On his travels, Ed befriends a giant and visits the most perfect small town in the world. He works for a slave-driving circus ring master (Danny DeVito) for years to gain clues to the identity of Sandra, whom he falls in love with at first sight, then immediately loses sight of. Later in the film, he escapes during the Korean War with a pair of Siamese twins. Please, don’t ask me to explain. Frankly, it turns out to be less interesting than you might think.

Burton loads on the loveable freaks, all of whom are mere signposts on what turns out to be our hero’s very self-aggrandizing and pedestrian journey. I felt suffocated by the film’s relentless charm offensive and by its manipulative whimsy, but perhaps you will find it to be a heart-warming tale about the human condition. In the sneak preview I attended, snuffles were heard all around at certain deviously “touching” moments.

Many of the tall tales are shot with loving care by Phillippe Rousselot and the art direction is carefully done, but in some ways, this is one of Burton’s most visually repressed films. As we watch the pageant of charming grotesques pass by, I couldn’t help thinking how neat and clean it all seemed, how each loveable freak had his place and purpose in Ed’s narrative order of things and how the cinematography and sets seemed a bit too light and airy. Even the moodiest locales seem oddly well planned and executed, pre-packaged. They lack Burton’s imaginative energy and moodiness, as if he had put off “childish” visual stylings in favor of a more restrained, hence “mature” version of his aesthetic.

The most successful aspect of the film is its sense of humor, which rests almost entirely on how literal some of the tall tales can be. During Will’s birth, for example, he pops out of his mother with such force that he shoots out of the room and down a long hospital corridor on his back as if he’s in a luge competition. When a boy looks into the glass eye of the local witch to see his future death reflected there he sees himself as an old man falling off a ladder as he tries to screw in a light bulb. One of Ed’s duties during his job with the circus is to wash the gargantuan fat man in a massive, soapy tub. Such episodes put the whole enterprise in question and that’s refreshing.

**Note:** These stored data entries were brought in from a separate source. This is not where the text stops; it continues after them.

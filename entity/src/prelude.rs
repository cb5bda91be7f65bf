pub use super::bot_config::Entity as BotConfig;
pub use super::dossier::Entity as Dossier;
pub use super::medal::Entity as Medal;
pub use super::player::Entity as Player;
pub use super::player_upgrade::Entity as PlayerUpgrade;
pub use super::statistic::Entity as Statistic;
pub use super::unit::Entity as Unit;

6. Oh, Not That Old Fish Story Again!

These stories all lead inevitably toward the resolution of Will’s relationship with his father, when Will comes to embrace his father’s “fantasy” world. The worship of the loveable freak through tall tales passes clammily from Ed to Will, and then to Will’s own son, seen at the end of the film enthralling his friends with a tall tale as his father looks on adoringly. The loveable freaks have served their masters well—the patriarchal line is intact—one big, stinky fish.

It is telling that in this film, Lange and Lohman, both fine actresses, have almost nothing to do but stand around looking beautiful. Helena Bonham Carter gets the most interesting dual female role. She has fun as the witch with the glass eye, exiled to the outskirts of town. She also plays a younger woman who has a special place in Ed’s stories. When she presses him for romance, she gets no satisfaction because he loves his wife. Silent and beautiful or frustrated and alone: The range for women is exceedingly narrow in Burton’s fantasy world, where the men expand into big fishes and the women merely contract.

Don’t fall hook, line, and sinker for the misplaced praise this movie will receive. Hollywood’s business is to domesticate the unusual. Tim Burton needs to leave the temple of the Loveable Freak and immerse his films in the real cinematic light fantastic.